━━ Data for this exercise ━━

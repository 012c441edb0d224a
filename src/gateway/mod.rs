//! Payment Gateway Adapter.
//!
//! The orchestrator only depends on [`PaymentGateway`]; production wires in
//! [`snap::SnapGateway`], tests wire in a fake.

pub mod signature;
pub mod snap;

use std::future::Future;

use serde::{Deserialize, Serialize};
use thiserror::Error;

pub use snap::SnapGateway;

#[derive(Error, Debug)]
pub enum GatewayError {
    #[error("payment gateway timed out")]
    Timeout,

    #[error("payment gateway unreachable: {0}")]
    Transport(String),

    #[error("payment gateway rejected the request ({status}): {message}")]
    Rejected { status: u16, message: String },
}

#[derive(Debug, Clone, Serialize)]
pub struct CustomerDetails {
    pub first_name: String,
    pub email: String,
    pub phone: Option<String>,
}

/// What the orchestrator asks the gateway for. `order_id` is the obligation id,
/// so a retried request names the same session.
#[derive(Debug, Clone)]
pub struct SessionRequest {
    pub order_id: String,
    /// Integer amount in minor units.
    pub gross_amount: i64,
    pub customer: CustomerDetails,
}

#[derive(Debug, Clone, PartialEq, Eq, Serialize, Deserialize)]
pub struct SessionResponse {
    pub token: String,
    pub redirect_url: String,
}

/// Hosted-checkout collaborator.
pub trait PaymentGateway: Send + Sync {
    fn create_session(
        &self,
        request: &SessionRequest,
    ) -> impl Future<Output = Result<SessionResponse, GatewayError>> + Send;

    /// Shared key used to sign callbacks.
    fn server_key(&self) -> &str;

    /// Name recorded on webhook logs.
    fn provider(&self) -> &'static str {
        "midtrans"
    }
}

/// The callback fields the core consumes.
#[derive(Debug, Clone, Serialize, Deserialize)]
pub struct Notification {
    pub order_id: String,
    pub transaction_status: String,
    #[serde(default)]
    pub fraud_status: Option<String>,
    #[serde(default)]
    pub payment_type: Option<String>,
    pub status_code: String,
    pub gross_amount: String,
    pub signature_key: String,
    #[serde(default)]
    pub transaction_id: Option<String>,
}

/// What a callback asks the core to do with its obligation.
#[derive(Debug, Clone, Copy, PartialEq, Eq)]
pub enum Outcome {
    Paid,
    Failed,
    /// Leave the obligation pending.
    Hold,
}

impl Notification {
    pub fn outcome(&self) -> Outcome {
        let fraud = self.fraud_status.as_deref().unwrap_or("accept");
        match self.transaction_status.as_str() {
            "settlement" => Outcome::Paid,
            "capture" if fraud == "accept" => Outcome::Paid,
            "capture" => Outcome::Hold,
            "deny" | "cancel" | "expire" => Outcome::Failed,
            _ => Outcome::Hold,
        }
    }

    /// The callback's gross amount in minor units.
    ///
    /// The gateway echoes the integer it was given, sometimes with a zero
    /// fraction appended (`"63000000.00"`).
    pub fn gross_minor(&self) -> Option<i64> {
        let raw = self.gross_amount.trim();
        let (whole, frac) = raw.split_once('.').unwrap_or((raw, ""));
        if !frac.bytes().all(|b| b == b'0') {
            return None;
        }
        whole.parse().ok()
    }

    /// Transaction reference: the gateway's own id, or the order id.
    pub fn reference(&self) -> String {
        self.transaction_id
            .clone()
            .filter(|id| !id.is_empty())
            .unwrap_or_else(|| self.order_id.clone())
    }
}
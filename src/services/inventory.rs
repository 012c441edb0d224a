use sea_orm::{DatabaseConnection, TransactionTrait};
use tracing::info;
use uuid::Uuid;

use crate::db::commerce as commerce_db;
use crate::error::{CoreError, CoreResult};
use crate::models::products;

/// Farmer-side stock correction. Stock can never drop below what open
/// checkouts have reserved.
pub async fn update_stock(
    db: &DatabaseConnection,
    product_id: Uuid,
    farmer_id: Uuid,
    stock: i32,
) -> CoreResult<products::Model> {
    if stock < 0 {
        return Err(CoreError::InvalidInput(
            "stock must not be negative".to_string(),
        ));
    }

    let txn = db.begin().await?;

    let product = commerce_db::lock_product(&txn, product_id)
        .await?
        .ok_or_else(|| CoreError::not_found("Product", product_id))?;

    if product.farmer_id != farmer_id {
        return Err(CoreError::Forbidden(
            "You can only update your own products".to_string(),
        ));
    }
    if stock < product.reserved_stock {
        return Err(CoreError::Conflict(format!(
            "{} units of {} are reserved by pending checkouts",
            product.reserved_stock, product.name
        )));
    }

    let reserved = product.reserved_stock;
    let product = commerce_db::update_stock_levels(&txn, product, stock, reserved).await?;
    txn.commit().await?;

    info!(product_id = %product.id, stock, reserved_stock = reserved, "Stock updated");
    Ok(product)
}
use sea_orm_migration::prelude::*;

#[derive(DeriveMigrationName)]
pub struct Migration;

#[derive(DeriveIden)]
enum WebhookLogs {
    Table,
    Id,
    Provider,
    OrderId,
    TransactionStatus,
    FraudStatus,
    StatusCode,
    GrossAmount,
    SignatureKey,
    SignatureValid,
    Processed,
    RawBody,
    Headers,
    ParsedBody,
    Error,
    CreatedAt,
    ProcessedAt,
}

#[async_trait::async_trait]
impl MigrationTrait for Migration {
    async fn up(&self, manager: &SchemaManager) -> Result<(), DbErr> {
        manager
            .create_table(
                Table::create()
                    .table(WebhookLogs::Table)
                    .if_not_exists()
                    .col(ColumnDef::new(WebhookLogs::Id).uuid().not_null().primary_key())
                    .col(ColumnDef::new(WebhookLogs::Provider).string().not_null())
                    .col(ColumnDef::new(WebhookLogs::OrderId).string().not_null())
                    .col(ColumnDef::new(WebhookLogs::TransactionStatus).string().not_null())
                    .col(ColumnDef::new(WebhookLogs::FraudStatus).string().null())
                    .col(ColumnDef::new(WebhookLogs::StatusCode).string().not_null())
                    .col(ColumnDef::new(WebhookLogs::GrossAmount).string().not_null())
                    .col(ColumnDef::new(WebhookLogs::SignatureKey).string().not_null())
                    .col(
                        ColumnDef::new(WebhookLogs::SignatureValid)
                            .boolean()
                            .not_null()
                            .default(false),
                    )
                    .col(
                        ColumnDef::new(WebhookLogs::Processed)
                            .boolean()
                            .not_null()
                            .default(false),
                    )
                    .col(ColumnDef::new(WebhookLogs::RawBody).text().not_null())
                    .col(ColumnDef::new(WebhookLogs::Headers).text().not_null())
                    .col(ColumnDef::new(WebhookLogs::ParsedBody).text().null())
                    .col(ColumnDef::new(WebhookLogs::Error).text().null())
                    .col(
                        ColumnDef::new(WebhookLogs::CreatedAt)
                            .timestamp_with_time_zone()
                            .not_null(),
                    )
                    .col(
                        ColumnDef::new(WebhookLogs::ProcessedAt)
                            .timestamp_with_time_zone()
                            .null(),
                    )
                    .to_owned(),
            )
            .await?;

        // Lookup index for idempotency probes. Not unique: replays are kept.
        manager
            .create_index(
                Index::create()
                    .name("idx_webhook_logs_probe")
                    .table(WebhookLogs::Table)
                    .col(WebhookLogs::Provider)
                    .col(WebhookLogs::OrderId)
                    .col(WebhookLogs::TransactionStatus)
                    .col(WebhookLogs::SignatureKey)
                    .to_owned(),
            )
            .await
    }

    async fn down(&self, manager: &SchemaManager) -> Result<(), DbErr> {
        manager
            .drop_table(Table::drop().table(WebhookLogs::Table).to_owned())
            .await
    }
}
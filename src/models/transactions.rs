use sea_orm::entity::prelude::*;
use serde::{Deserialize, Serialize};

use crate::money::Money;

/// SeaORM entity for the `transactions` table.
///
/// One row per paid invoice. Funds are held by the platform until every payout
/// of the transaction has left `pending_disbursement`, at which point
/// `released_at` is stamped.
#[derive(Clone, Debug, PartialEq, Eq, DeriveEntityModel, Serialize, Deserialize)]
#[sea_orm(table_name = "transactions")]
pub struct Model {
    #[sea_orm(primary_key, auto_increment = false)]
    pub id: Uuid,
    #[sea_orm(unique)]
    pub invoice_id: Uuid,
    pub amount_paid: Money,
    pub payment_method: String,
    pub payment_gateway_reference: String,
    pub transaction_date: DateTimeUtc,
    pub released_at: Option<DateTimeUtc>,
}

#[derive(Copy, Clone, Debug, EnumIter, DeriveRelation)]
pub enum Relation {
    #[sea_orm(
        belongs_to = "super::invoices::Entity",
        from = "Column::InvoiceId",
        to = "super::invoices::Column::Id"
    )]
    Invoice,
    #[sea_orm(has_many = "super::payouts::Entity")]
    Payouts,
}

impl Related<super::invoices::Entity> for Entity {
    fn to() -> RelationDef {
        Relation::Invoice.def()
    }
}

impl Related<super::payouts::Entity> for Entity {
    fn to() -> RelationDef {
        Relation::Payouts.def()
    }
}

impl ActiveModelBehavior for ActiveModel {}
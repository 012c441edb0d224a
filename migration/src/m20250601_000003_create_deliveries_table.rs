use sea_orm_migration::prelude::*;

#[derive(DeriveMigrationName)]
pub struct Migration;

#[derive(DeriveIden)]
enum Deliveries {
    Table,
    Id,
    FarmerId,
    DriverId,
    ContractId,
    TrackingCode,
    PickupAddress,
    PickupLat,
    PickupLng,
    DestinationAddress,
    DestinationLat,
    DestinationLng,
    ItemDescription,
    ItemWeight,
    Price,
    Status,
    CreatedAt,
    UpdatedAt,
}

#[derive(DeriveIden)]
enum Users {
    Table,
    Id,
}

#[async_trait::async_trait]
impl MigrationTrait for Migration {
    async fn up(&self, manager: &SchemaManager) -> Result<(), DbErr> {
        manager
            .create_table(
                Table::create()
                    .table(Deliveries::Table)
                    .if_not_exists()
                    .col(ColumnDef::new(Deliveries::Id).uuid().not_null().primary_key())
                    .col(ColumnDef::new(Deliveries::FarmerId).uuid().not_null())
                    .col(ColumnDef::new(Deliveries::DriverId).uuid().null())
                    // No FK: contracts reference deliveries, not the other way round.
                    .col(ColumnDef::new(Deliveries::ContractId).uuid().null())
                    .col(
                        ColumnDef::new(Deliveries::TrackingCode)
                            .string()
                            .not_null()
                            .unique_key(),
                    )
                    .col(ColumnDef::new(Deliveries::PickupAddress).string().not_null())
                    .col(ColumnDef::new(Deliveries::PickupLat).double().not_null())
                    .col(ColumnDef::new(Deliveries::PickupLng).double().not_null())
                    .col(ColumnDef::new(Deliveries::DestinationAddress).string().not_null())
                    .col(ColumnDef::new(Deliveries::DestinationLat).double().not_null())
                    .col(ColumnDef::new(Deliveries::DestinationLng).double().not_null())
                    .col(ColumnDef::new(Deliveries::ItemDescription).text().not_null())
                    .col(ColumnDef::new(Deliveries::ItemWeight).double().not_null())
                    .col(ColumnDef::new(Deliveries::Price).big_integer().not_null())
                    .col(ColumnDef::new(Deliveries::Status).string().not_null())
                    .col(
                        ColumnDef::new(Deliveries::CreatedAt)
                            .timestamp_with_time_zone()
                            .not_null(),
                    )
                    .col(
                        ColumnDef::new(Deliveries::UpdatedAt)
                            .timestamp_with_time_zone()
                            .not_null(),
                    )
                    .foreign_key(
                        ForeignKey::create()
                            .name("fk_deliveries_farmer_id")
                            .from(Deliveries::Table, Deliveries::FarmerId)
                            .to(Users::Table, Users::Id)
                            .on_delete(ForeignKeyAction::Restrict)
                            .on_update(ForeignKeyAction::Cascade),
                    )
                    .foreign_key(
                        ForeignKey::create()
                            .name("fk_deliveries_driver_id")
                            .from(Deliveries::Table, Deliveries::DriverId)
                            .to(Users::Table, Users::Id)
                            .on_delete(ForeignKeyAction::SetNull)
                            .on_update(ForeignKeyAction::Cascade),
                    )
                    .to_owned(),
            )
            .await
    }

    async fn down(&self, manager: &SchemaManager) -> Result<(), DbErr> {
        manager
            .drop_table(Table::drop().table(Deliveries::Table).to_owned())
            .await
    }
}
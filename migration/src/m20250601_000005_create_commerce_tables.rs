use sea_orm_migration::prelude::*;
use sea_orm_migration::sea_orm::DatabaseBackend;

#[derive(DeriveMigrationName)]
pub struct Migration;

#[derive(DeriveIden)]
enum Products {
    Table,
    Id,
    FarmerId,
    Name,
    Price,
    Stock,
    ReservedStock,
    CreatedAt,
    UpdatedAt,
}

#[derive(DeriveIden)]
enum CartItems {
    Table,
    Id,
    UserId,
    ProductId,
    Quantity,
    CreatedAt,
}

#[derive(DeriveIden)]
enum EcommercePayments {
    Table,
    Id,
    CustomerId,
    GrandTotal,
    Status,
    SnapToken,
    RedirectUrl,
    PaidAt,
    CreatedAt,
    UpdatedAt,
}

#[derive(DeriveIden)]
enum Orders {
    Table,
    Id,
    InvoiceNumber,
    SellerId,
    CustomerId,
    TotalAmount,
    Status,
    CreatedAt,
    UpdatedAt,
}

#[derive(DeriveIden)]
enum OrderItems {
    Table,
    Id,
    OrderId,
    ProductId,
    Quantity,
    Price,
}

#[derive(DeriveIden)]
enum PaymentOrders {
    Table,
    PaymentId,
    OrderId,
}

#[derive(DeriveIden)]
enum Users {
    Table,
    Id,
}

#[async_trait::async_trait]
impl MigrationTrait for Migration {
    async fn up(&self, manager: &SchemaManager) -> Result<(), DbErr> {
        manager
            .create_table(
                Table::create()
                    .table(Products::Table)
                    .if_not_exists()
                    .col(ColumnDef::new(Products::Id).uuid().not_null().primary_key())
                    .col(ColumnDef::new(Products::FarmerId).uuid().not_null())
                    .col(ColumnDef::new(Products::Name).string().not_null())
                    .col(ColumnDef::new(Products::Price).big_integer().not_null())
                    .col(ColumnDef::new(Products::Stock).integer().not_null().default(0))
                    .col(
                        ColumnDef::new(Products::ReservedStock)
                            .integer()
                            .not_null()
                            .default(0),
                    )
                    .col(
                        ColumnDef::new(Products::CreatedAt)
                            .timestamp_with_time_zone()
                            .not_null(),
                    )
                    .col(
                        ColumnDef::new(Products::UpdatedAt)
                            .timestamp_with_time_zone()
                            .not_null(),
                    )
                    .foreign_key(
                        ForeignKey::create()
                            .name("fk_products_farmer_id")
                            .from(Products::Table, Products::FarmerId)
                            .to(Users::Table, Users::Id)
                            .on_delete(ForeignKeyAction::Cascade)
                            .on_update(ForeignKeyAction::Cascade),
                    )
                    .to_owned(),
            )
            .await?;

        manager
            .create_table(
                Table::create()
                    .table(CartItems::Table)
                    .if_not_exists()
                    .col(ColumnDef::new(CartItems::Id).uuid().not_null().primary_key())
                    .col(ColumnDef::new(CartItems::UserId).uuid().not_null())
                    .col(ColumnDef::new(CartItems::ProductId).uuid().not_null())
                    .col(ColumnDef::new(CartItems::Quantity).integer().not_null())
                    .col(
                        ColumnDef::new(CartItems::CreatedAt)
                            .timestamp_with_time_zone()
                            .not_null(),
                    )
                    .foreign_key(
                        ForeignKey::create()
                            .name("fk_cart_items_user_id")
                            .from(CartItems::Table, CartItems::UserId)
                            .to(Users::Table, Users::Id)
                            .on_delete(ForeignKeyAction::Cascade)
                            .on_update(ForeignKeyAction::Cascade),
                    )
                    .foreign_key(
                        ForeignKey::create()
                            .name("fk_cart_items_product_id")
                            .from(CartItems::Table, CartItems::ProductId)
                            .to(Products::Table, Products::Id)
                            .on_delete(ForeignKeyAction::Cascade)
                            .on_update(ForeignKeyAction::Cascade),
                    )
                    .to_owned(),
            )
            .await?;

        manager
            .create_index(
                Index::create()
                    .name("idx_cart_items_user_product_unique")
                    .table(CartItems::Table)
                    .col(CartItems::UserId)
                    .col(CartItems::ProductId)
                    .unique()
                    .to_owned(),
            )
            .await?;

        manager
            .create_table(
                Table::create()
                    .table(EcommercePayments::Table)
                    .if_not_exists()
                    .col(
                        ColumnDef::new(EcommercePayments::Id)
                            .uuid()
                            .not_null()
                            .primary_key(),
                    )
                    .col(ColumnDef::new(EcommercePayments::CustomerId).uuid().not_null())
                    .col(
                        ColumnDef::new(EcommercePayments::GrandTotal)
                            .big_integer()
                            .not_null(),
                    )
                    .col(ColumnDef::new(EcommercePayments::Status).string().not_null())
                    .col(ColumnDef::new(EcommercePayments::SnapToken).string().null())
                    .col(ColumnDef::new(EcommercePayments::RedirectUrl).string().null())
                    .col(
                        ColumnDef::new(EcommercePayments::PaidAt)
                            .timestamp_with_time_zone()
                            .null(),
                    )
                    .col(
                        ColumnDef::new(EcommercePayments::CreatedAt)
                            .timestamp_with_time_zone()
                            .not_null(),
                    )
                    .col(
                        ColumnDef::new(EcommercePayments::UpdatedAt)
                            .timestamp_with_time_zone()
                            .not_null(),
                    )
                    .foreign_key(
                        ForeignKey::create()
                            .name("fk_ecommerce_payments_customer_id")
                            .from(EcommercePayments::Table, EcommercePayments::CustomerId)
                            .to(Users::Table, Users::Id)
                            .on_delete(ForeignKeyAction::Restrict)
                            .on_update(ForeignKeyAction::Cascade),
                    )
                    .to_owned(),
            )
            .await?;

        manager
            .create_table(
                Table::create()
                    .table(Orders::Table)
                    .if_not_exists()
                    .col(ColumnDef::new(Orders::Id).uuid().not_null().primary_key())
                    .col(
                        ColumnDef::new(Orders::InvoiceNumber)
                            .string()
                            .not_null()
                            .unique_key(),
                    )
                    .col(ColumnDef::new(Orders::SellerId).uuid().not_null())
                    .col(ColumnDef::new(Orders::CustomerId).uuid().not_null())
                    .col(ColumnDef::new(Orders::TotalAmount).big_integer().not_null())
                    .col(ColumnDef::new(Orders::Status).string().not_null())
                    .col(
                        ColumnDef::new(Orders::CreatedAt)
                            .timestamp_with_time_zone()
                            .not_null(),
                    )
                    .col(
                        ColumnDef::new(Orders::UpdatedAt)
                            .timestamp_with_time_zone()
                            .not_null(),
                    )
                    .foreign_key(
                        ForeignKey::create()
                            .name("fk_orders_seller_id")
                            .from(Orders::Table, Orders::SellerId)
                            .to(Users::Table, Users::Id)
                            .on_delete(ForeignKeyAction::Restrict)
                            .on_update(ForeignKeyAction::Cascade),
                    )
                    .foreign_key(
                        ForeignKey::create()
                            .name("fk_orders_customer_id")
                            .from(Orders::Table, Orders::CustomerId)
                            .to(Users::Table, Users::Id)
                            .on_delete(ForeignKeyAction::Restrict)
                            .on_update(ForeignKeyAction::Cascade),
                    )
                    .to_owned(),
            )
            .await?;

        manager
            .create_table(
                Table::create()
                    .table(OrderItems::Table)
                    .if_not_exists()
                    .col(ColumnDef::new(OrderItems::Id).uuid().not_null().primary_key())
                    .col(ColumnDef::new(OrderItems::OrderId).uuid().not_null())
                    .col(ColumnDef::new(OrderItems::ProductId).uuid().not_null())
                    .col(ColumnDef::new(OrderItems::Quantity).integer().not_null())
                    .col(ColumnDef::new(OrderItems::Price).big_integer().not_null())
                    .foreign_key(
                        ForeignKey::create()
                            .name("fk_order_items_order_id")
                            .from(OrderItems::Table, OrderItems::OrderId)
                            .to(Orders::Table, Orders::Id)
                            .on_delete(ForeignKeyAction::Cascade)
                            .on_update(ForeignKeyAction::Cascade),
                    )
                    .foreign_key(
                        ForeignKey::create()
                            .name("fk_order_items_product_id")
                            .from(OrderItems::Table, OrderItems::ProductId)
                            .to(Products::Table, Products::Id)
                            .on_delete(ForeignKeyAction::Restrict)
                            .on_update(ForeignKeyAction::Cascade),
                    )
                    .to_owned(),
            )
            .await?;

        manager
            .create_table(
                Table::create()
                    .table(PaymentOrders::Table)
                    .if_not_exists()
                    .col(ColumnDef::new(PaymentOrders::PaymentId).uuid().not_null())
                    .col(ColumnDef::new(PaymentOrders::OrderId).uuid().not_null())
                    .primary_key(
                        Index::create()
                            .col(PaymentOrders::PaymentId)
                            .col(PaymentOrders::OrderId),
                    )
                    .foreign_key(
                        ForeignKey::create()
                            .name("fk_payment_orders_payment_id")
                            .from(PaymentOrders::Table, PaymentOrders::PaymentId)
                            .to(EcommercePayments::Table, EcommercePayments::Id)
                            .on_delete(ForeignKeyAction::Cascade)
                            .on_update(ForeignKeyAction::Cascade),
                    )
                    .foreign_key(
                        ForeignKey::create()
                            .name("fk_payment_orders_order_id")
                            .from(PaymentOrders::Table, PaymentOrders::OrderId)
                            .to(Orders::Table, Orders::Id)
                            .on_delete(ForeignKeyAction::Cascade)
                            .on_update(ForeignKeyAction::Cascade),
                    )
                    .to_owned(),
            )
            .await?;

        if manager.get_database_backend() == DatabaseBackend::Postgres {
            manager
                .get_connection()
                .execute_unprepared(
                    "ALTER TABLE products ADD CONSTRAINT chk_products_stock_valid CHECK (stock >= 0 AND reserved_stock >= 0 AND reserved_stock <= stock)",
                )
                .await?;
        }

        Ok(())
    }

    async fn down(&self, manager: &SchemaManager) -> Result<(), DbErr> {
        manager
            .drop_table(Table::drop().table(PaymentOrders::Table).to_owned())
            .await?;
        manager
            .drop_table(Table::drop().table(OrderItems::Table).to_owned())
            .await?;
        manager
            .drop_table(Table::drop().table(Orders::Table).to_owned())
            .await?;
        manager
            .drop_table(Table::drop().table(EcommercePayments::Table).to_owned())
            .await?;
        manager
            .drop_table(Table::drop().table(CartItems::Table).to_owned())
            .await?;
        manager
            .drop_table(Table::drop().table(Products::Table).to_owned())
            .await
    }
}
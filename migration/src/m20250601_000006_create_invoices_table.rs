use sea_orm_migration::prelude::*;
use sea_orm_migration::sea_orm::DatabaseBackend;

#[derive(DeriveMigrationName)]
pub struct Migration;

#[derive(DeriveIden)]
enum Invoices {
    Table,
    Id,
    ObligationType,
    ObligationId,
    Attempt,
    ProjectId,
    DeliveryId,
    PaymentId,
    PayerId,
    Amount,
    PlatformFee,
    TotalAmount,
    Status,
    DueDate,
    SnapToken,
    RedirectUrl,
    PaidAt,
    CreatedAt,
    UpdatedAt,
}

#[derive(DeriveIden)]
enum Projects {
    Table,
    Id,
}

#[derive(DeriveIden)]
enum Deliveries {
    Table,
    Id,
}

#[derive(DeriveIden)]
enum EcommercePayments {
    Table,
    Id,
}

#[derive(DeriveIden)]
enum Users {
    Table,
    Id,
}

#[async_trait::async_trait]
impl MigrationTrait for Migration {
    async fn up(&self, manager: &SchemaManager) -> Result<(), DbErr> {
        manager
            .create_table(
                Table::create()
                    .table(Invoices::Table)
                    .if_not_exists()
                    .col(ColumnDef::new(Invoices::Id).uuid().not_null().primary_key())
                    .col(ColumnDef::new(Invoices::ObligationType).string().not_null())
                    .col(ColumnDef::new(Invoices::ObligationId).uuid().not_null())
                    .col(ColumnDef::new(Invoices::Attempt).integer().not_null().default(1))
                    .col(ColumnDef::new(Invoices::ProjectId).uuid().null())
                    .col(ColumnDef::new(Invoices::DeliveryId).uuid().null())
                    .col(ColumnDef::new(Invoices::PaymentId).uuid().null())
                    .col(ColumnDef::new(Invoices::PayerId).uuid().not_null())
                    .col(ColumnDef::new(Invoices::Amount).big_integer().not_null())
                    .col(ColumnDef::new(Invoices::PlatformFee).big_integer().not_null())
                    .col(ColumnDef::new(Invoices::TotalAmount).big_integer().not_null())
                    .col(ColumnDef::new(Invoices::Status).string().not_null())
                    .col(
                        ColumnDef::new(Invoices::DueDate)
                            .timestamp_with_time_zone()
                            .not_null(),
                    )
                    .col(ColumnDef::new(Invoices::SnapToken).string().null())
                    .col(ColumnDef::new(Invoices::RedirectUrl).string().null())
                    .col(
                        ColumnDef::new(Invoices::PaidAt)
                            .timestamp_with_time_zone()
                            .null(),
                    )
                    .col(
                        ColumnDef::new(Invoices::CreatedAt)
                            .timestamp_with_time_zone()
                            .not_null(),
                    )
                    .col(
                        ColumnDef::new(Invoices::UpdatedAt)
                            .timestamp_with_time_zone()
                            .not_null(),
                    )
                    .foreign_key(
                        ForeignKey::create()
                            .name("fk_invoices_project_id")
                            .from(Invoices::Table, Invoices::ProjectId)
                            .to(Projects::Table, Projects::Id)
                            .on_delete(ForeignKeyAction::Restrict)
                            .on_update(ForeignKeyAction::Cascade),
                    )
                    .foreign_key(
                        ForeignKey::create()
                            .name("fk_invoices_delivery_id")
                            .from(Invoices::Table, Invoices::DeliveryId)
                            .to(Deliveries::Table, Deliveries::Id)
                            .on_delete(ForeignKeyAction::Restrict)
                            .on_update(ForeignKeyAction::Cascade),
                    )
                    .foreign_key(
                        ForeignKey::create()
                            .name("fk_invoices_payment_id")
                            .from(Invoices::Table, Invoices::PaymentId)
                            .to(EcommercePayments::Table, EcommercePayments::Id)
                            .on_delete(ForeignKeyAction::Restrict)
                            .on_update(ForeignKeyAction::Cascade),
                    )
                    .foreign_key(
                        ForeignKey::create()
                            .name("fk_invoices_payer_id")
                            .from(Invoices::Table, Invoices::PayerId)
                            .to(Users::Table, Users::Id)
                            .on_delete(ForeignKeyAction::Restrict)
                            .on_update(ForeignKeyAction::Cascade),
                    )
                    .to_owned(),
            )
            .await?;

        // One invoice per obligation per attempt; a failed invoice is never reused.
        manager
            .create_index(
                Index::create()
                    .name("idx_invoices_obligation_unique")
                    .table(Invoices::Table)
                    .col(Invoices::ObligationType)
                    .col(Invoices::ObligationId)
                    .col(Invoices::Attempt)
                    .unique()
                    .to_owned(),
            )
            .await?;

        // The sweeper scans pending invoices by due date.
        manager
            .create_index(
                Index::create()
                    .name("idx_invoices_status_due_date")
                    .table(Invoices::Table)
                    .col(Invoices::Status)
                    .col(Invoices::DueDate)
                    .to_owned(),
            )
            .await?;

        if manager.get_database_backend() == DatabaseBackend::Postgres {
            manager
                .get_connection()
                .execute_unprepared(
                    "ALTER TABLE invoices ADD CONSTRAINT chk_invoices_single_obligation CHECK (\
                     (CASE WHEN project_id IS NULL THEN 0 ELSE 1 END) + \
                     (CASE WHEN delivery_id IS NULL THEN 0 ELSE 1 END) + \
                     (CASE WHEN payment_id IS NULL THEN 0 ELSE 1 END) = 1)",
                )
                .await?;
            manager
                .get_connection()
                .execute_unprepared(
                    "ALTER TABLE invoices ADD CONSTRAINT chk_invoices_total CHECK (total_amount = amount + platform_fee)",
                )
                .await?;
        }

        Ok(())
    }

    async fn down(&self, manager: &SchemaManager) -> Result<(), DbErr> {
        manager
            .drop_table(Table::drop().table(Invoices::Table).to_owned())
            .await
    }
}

━━━

Exercise = Work out how many lines of the records contain the word "ProductId", and give only that number.

Final answer = 7